//! Main window: upload, preview, predict and result text.

mod preview;

use bloodgroup_core::{
    CheckedImage, PROGRESS_MESSAGE, PipelineConfig, PredictionSession, ProgressObserver, SUPPORTED_EXTENSIONS,
    StatusMessage, Tone, is_supported_image,
};
use eframe::{App, Frame, egui};
use preview::{PREVIEW_SIZE, centered_fit, load_preview};
use rfd::FileDialog;
use std::path::PathBuf;

pub(crate) const TITLE: &str = "Fingerprint Blood Group Prediction";

const ACCENT: egui::Color32 = egui::Color32::from_rgb(0xff, 0x4d, 0x4d);
const SUCCESS: egui::Color32 = egui::Color32::from_rgb(0x4c, 0xaf, 0x50);
const PANEL_GRAY: egui::Color32 = egui::Color32::from_rgb(0xf2, 0xf2, 0xf2);
const BUTTON_SIZE: egui::Vec2 = egui::vec2(200.0, 40.0);

/// Tracks whether the "in progress" label should be visible.
#[derive(Debug, Default)]
pub(crate) struct LoadingIndicator {
    visible: bool,
}

impl ProgressObserver for LoadingIndicator {
    fn started(&mut self) {
        self.visible = true;
    }

    fn finished(&mut self) {
        self.visible = false;
    }
}

/// A requested prediction waits until a frame showing the progress label
/// has been presented, then runs at the start of the following frame.
#[derive(Debug, Default)]
enum PredictPhase {
    #[default]
    Idle,
    Requested(CheckedImage),
    LabelShown(CheckedImage),
}

pub(crate) struct UiApp {
    session: PredictionSession,
    preview: Option<egui::TextureHandle>,
    status: Option<StatusMessage>,
    loading: LoadingIndicator,
    phase: PredictPhase,
    // Whether the current pass laid out the progress label.
    progress_drawn: bool,
    version: String,
}

impl UiApp {
    pub(crate) fn new(config: PipelineConfig, version: impl Into<String>) -> Self {
        Self {
            session: PredictionSession::new(config),
            preview: None,
            status: None,
            loading: LoadingIndicator::default(),
            phase: PredictPhase::Idle,
            progress_drawn: false,
            version: version.into(),
        }
    }

    fn busy(&self) -> bool {
        !matches!(self.phase, PredictPhase::Idle) || self.loading.visible
    }

    fn upload_image(&mut self, ctx: &egui::Context) {
        let picked = FileDialog::new()
            .add_filter("Image files", &SUPPORTED_EXTENSIONS)
            .set_directory(".")
            .pick_file();
        self.apply_selection(ctx, picked);
    }

    /// A cancelled picker clears the selection.
    fn apply_selection(&mut self, ctx: &egui::Context, picked: Option<PathBuf>) {
        match picked {
            Some(path) => {
                self.preview = load_preview(ctx, &path);
                self.session.select_image(path);
                self.status = None;
            }
            None => {
                self.session.clear_selection();
                self.preview = None;
            }
        }
    }

    fn handle_dropped_files(&mut self, ctx: &egui::Context) {
        let dropped = ctx.input(|i| i.raw.dropped_files.clone());
        let Some(path) = dropped
            .into_iter()
            .filter_map(|f| f.path)
            .find(|p| is_supported_image(p))
        else {
            return;
        };
        if !self.busy() {
            self.apply_selection(ctx, Some(path));
        }
    }

    fn request_prediction(&mut self, ctx: &egui::Context) {
        match self.session.check_preconditions() {
            Ok(image) => {
                self.phase = PredictPhase::Requested(image);
                ctx.request_repaint();
            }
            Err(e) => self.status = Some(StatusMessage::from_outcome(&Err(e))),
        }
    }

    /// Start of a pass: run a prediction whose progress label is already on screen.
    fn run_pending_prediction(&mut self) {
        let image = match std::mem::take(&mut self.phase) {
            PredictPhase::LabelShown(image) => image,
            other => {
                self.phase = other;
                return;
            }
        };
        // Blocking on the UI thread; the window freezes until inference is done.
        let outcome = self.session.predict_checked(&image, &mut self.loading);
        self.status = Some(StatusMessage::from_outcome(&outcome));
    }

    /// End of a pass: once a presented frame carries the progress label, let
    /// the next frame run the prediction.
    fn note_progress_presented(&mut self, ctx: &egui::Context) {
        if !self.progress_drawn || ctx.will_discard() {
            return;
        }
        if let PredictPhase::Requested(image) = &self.phase {
            self.phase = PredictPhase::LabelShown(image.clone());
            ctx.request_repaint();
        }
    }

    fn render_preview(&self, ui: &mut egui::Ui) {
        let side = PREVIEW_SIZE as f32;
        let (resp, painter) = ui.allocate_painter(egui::vec2(side, side), egui::Sense::hover());
        let r = resp.rect;
        painter.rect_filled(r, 4.0, PANEL_GRAY);
        if let Some(tex) = &self.preview {
            let uv = egui::Rect::from_min_max(egui::pos2(0.0, 0.0), egui::pos2(1.0, 1.0));
            painter.image(tex.id(), centered_fit(r, tex.size_vec2()), uv, egui::Color32::WHITE);
        } else {
            painter.rect_stroke(
                r,
                4.0,
                egui::Stroke::new(1.0, egui::Color32::LIGHT_GRAY),
                egui::StrokeKind::Inside,
            );
        }
    }
}

pub(crate) fn tone_color(tone: Tone) -> egui::Color32 {
    match tone {
        Tone::Success => SUCCESS,
        Tone::Error => egui::Color32::RED,
    }
}

impl App for UiApp {
    fn update(&mut self, ctx: &egui::Context, _frame: &mut Frame) {
        self.draw(ctx);
    }
}

impl UiApp {
    fn draw(&mut self, ctx: &egui::Context) {
        self.run_pending_prediction();
        self.handle_dropped_files(ctx);
        self.progress_drawn = false;

        egui::TopBottomPanel::bottom("footer").show(ctx, |ui| {
            ui.weak(format!("v{}", self.version));
        });

        egui::CentralPanel::default().show(ctx, |ui| {
            ui.vertical_centered(|ui| {
                ui.add_space(12.0);
                egui::Frame::new()
                    .fill(ACCENT)
                    .inner_margin(egui::Margin::symmetric(20, 10))
                    .show(ui, |ui| {
                        ui.label(
                            egui::RichText::new(TITLE)
                                .size(20.0)
                                .strong()
                                .color(egui::Color32::WHITE),
                        );
                    });
                ui.add_space(16.0);

                let upload_box = egui::Button::new(
                    egui::RichText::new("Click to Upload Fingerprint Image").size(14.0),
                )
                .fill(PANEL_GRAY)
                .stroke(egui::Stroke::new(2.0, ACCENT))
                .min_size(egui::vec2(320.0, 56.0));
                if ui.add_enabled(!self.busy(), upload_box).clicked() {
                    self.upload_image(ctx);
                }
                ui.add_space(10.0);

                self.render_preview(ui);
                ui.add_space(10.0);

                let upload_button = egui::Button::new(
                    egui::RichText::new("Upload Image")
                        .strong()
                        .color(egui::Color32::WHITE),
                )
                .fill(ACCENT)
                .min_size(BUTTON_SIZE);
                if ui.add_enabled(!self.busy(), upload_button).clicked() {
                    self.upload_image(ctx);
                }
                ui.add_space(10.0);

                if self.busy() {
                    ui.horizontal(|ui| {
                        ui.spinner();
                        ui.label(egui::RichText::new(PROGRESS_MESSAGE).size(12.0));
                    });
                    ui.add_space(10.0);
                    self.progress_drawn = true;
                }

                let predict_button = egui::Button::new(
                    egui::RichText::new("Predict Blood Group")
                        .strong()
                        .color(egui::Color32::WHITE),
                )
                .fill(SUCCESS)
                .min_size(BUTTON_SIZE);
                if ui.add_enabled(!self.busy(), predict_button).clicked() {
                    self.request_prediction(ctx);
                }
                ui.add_space(16.0);

                if let Some(status) = &self.status {
                    ui.label(
                        egui::RichText::new(&status.text)
                            .size(14.0)
                            .strong()
                            .color(tone_color(status.tone)),
                    );
                }
            });
        });

        self.note_progress_presented(ctx);
    }
}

• **WHAT IS EXPECTED**: Reproduce, word for word, all of the entries above.

• **SOLUTION TO THE EXERCISE**:
//! Main window: upload, preview, predict and result text.

mod preview;

use bloodgroup_core::{
    CheckedImage, PROGRESS_MESSAGE, PipelineConfig, PredictionSession, ProgressObserver, SUPPORTED_EXTENSIONS,
    StatusMessage, Tone, is_supported_image,
};
use eframe::{App, Frame, egui};
use preview::{PREVIEW_SIZE, centered_fit, load_preview};
use rfd::FileDialog;
use std::path::PathBuf;

pub(crate) const TITLE: &str = "Fingerprint Blood Group Prediction";

const ACCENT: egui::Color32 = egui::Color32::from_rgb(0xff, 0x4d, 0x4d);
const SUCCESS: egui::Color32 = egui::Color32::from_rgb(0x4c, 0xaf, 0x50);
const PANEL_GRAY: egui::Color32 = egui::Color32::from_rgb(0xf2, 0xf2, 0xf2);
const BUTTON_SIZE: egui::Vec2 = egui::vec2(200.0, 40.0);

/// Tracks whether the "in progress" label should be visible.
#[derive(Debug, Default)]
pub(crate) struct LoadingIndicator {
    visible: bool,
}

impl ProgressObserver for LoadingIndicator {
    fn started(&mut self) {
        self.visible = true;
    }

    fn finished(&mut self) {
        self.visible = false;
    }
}

/// A requested prediction waits until a frame showing the progress label
/// has been presented, then runs at the start of the following frame.
#[derive(Debug, Default)]
enum PredictPhase {
    #[default]
    Idle,
    Requested(CheckedImage),
    LabelShown(CheckedImage),
}

pub(crate) struct UiApp {
    session: PredictionSession,
    preview: Option<egui::TextureHandle>,
    status: Option<StatusMessage>,
    loading: LoadingIndicator,
    phase: PredictPhase,
    // Whether the current pass laid out the progress label.
    progress_drawn: bool,
    version: String,
}

impl UiApp {
    pub(crate) fn new(config: PipelineConfig, version: impl Into<String>) -> Self {
        Self {
            session: PredictionSession::new(config),
            preview: None,
            status: None,
            loading: LoadingIndicator::default(),
            phase: PredictPhase::Idle,
            progress_drawn: false,
            version: version.into(),
        }
    }

    fn busy(&self) -> bool {
        !matches!(self.phase, PredictPhase::Idle) || self.loading.visible
    }

    fn upload_image(&mut self, ctx: &egui::Context) {
        let picked = FileDialog::new()
            .add_filter("Image files", &SUPPORTED_EXTENSIONS)
            .set_directory(".")
            .pick_file();
        self.apply_selection(ctx, picked);
    }

    /// A cancelled picker clears the selection.
    fn apply_selection(&mut self, ctx: &egui::Context, picked: Option<PathBuf>) {
        match picked {
            Some(path) => {
                self.preview = load_preview(ctx, &path);
                self.session.select_image(path);
                self.status = None;
            }
            None => {
                self.session.clear_selection();
                self.preview = None;
            }
        }
    }

    fn handle_dropped_files(&mut self, ctx: &egui::Context) {
        let dropped = ctx.input(|i| i.raw.dropped_files.clone());
        let Some(path) = dropped
            .into_iter()
            .filter_map(|f| f.path)
            .find(|p| is_supported_image(p))
        else {
            return;
        };
        if !self.busy() {
            self.apply_selection(ctx, Some(path));
        }
    }

    fn request_prediction(&mut self, ctx: &egui::Context) {
        match self.session.check_preconditions() {
            Ok(image) => {
                self.phase = PredictPhase::Requested(image);
                ctx.request_repaint();
            }
            Err(e) => self.status = Some(StatusMessage::from_outcome(&Err(e))),
        }
    }

    /// Start of a pass: run a prediction whose progress label is already on screen.
    fn run_pending_prediction(&mut self) {
        let image = match std::mem::take(&mut self.phase) {
            PredictPhase::LabelShown(image) => image,
            other => {
                self.phase = other;
                return;
            }
        };
        // Blocking on the UI thread; the window freezes until inference is done.
        let outcome = self.session.predict_checked(&image, &mut self.loading);
        self.status = Some(StatusMessage::from_outcome(&outcome));
    }

    /// End of a pass: once a presented frame carries the progress label, let
    /// the next frame run the prediction.
    fn note_progress_presented(&mut self, ctx: &egui::Context) {
        if !self.progress_drawn || ctx.will_discard() {
            return;
        }
        if let PredictPhase::Requested(image) = &self.phase {
            self.phase = PredictPhase::LabelShown(image.clone());
            ctx.request_repaint();
        }
    }

    fn render_preview(&self, ui: &mut egui::Ui) {
        let side = PREVIEW_SIZE as f32;
        let (resp, painter) = ui.allocate_painter(egui::vec2(side, side), egui::Sense::hover());
        let r = resp.rect;
        painter.rect_filled(r, 4.0, PANEL_GRAY);
        if let Some(tex) = &self.preview {
            let uv = egui::Rect::from_min_max(egui::pos2(0.0, 0.0), egui::pos2(1.0, 1.0));
            painter.image(tex.id(), centered_fit(r, tex.size_vec2()), uv, egui::Color32::WHITE);
        } else {
            painter.rect_stroke(
                r,
                4.0,
                egui::Stroke::new(1.0, egui::Color32::LIGHT_GRAY),
                egui::StrokeKind::Inside,
            );
        }
    }
}

pub(crate) fn tone_color(tone: Tone) -> egui::Color32 {
    match tone {
        Tone::Success => SUCCESS,
        Tone::Error => egui::Color32::RED,
    }
}

impl App for UiApp {
    fn update(&mut self, ctx: &egui::Context, _frame: &mut Frame) {
        self.draw(ctx);
    }
}

impl UiApp {
    fn draw(&mut self, ctx: &egui::Context) {
        self.run_pending_prediction();
        self.handle_dropped_files(ctx);
        self.progress_drawn = false;

        egui::TopBottomPanel::bottom("footer").show(ctx, |ui| {
            ui.weak(format!("v{}", self.version));
        });

        egui::CentralPanel::default().show(ctx, |ui| {
            ui.vertical_centered(|ui| {
                ui.add_space(12.0);
                egui::Frame::new()
                    .fill(ACCENT)
                    .inner_margin(egui::Margin::symmetric(20, 10))
                    .show(ui, |ui| {
                        ui.label(
                            egui::RichText::new(TITLE)
                                .size(20.0)
                                .strong()
                                .color(egui::Color32::WHITE),
                        );
                    });
                ui.add_space(16.0);

                let upload_box = egui::Button::new(
                    egui::RichText::new("Click to Upload Fingerprint Image").size(14.0),
                )
                .fill(PANEL_GRAY)
                .stroke(egui::Stroke::new(2.0, ACCENT))
                .min_size(egui::vec2(320.0, 56.0));
                if ui.add_enabled(!self.busy(), upload_box).clicked() {
                    self.upload_image(ctx);
                }
                ui.add_space(10.0);

                self.render_preview(ui);
                ui.add_space(10.0);

                let upload_button = egui::Button::new(
                    egui::RichText::new("Upload Image")
                        .strong()
                        .color(egui::Color32::WHITE),
                )
                .fill(ACCENT)
                .min_size(BUTTON_SIZE);
                if ui.add_enabled(!self.busy(), upload_button).clicked() {
                    self.upload_image(ctx);
                }
                ui.add_space(10.0);

                if self.busy() {
                    ui.horizontal(|ui| {
                        ui.spinner();
                        ui.label(egui::RichText::new(PROGRESS_MESSAGE).size(12.0));
                    });
                    ui.add_space(10.0);
                    self.progress_drawn = true;
                }

                let predict_button = egui::Button::new(
                    egui::RichText::new("Predict Blood Group")
                        .strong()
                        .color(egui::Color32::WHITE),
                )
                .fill(SUCCESS)
                .min_size(BUTTON_SIZE);
                if ui.add_enabled(!self.busy(), predict_button).clicked() {
                    self.request_prediction(ctx);
                }
                ui.add_space(16.0);

                if let Some(status) = &self.status {
                    ui.label(
                        egui::RichText::new(&status.text)
                            .size(14.0)
                            .strong()
                            .color(tone_color(status.tone)),
                    );
                }
            });
        });

        self.note_progress_presented(ctx);
    }
}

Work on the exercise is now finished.